In the entries below, find each line with the word "Erstellt" and return it.

Raw data —
-- Opening Marker --

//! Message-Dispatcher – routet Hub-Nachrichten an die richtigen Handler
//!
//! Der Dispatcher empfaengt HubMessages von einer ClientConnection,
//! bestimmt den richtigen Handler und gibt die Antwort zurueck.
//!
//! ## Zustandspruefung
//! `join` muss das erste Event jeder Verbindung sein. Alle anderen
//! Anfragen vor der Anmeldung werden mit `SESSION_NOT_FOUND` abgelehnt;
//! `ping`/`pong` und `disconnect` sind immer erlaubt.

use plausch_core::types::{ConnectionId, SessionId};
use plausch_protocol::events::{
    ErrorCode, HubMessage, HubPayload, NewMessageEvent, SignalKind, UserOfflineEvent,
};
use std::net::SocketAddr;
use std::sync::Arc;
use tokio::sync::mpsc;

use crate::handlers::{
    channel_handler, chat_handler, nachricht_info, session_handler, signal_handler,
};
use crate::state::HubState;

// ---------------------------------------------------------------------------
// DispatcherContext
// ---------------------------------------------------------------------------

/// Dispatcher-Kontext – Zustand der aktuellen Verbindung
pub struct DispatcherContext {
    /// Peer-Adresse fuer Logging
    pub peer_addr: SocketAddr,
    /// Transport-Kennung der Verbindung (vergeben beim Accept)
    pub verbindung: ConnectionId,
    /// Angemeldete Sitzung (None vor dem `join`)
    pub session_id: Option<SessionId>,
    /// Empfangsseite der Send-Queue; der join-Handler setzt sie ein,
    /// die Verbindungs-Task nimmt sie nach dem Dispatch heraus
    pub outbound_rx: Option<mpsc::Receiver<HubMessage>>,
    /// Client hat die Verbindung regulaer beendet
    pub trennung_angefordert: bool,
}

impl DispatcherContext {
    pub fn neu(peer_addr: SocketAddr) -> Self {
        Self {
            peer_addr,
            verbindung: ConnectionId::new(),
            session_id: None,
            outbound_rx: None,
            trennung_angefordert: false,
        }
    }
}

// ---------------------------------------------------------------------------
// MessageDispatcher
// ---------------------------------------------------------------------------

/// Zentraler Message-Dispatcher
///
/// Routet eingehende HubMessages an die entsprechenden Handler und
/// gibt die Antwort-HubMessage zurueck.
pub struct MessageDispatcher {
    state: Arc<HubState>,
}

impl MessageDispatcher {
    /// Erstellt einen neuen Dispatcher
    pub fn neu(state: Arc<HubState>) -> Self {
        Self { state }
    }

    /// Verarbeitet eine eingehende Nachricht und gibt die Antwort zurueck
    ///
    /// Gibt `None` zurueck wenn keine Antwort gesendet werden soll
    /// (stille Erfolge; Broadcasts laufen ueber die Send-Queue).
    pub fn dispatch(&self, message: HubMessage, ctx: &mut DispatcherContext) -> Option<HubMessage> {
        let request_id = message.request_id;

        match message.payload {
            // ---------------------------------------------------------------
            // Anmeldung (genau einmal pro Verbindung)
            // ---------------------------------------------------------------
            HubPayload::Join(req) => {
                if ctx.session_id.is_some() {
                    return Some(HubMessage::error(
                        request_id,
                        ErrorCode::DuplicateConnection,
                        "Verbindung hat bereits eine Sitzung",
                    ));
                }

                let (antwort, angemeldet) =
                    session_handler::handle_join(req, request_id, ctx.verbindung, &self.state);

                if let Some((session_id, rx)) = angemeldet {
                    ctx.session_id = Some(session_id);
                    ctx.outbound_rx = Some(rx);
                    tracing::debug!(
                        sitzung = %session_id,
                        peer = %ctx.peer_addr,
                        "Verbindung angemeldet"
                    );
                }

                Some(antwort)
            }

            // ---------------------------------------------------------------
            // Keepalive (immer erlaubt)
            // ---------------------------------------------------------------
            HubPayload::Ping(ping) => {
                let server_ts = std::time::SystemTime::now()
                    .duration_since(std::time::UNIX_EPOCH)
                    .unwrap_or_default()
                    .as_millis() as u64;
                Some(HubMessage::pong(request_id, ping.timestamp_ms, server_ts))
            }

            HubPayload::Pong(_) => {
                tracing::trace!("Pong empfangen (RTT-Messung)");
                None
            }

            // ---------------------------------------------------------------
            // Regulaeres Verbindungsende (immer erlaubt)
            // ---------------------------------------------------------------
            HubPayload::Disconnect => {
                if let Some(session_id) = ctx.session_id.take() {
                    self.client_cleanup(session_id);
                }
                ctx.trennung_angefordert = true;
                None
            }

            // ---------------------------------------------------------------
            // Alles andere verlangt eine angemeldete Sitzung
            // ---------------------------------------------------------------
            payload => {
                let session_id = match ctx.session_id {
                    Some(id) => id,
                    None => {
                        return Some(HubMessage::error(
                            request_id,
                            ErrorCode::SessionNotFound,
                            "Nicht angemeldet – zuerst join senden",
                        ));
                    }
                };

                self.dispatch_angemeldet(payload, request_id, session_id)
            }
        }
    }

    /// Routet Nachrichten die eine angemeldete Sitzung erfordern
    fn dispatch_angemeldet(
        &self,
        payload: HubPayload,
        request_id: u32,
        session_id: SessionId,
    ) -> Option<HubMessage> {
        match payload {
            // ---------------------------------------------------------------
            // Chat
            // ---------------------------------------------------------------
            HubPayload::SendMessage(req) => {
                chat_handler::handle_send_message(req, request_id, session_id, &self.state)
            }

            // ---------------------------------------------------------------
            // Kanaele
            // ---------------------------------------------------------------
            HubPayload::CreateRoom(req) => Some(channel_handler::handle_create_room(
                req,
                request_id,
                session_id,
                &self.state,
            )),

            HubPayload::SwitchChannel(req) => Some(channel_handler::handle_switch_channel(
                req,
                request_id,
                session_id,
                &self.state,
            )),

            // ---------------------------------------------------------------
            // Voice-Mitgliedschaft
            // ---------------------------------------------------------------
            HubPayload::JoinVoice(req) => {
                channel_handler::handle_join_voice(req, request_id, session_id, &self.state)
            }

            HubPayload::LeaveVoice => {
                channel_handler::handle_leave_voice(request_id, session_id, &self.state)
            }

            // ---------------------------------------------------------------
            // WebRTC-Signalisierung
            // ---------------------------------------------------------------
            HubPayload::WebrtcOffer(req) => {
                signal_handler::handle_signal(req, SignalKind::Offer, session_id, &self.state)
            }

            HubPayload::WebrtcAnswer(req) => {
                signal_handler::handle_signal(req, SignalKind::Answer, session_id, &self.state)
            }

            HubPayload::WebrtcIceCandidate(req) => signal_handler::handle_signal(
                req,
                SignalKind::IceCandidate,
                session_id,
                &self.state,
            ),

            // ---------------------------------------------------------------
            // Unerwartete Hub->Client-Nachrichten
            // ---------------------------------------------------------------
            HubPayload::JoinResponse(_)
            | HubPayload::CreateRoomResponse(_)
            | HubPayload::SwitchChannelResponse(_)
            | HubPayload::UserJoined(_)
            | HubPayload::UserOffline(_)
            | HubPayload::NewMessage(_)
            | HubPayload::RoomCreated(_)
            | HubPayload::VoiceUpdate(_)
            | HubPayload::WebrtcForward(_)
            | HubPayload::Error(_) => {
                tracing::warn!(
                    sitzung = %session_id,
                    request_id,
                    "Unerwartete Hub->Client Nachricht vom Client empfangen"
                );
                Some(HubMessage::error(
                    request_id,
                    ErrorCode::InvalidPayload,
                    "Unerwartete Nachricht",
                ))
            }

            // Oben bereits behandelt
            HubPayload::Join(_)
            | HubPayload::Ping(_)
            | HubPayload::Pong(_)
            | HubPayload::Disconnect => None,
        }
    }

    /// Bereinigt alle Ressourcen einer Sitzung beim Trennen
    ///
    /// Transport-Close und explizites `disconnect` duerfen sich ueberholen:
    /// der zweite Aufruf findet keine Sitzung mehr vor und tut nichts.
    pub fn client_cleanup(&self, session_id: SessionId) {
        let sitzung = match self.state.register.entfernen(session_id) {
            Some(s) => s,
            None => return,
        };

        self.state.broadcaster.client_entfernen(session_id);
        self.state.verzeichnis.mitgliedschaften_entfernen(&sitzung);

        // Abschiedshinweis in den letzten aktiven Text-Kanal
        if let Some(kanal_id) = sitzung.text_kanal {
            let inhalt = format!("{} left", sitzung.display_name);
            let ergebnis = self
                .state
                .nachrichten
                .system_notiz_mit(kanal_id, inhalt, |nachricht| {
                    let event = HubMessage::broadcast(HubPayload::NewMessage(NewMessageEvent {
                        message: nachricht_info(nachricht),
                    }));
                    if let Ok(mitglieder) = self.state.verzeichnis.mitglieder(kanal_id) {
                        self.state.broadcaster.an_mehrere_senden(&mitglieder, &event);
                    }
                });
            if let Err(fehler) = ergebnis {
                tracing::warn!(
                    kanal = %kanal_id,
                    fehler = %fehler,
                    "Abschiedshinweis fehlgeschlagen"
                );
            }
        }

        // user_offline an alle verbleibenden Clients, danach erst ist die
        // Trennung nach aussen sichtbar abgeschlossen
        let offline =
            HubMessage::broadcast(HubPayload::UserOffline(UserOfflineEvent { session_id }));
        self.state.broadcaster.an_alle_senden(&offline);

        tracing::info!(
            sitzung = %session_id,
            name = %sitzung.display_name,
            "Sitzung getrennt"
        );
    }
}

-- Closing Marker --
-- Opening Marker --

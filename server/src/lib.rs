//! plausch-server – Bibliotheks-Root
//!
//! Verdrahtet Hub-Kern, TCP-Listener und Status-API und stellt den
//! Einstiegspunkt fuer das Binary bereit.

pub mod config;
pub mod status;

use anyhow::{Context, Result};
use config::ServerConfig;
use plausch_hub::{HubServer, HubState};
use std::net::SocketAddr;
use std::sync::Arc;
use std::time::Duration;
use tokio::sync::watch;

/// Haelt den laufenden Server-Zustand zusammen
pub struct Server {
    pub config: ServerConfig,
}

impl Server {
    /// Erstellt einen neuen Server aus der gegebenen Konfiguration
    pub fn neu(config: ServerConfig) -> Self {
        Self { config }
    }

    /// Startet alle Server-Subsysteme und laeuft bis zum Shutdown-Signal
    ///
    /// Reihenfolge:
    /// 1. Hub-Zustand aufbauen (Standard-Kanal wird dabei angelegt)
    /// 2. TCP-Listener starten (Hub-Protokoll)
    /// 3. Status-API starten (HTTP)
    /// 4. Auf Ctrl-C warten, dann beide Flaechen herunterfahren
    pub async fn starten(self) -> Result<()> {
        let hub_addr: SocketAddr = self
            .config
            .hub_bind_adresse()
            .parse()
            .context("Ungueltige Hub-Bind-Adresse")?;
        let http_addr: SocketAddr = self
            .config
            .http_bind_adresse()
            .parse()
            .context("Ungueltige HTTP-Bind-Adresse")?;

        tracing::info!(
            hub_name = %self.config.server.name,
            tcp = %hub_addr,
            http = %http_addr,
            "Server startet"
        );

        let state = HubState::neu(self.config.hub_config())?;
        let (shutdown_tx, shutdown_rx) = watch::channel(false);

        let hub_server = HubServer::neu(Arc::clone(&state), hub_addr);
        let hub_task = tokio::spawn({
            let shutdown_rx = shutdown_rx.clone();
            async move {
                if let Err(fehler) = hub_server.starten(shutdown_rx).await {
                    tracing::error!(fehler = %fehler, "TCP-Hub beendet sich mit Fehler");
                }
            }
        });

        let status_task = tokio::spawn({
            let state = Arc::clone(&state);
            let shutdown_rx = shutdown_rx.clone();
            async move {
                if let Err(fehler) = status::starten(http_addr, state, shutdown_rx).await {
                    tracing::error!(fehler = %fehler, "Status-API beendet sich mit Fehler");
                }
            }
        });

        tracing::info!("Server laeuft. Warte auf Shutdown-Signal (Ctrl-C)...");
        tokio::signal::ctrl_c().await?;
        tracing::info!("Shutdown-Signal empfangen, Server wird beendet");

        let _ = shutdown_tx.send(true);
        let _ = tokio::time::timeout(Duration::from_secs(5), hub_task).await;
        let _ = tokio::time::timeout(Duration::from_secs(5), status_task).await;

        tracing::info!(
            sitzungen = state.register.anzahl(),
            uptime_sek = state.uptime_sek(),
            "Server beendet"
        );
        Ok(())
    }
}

-- Closing Marker --

Expected answer —
    /// Erstellt einen neuen Dispatcher
    /// Erstellt einen neuen Server aus der gegebenen Konfiguration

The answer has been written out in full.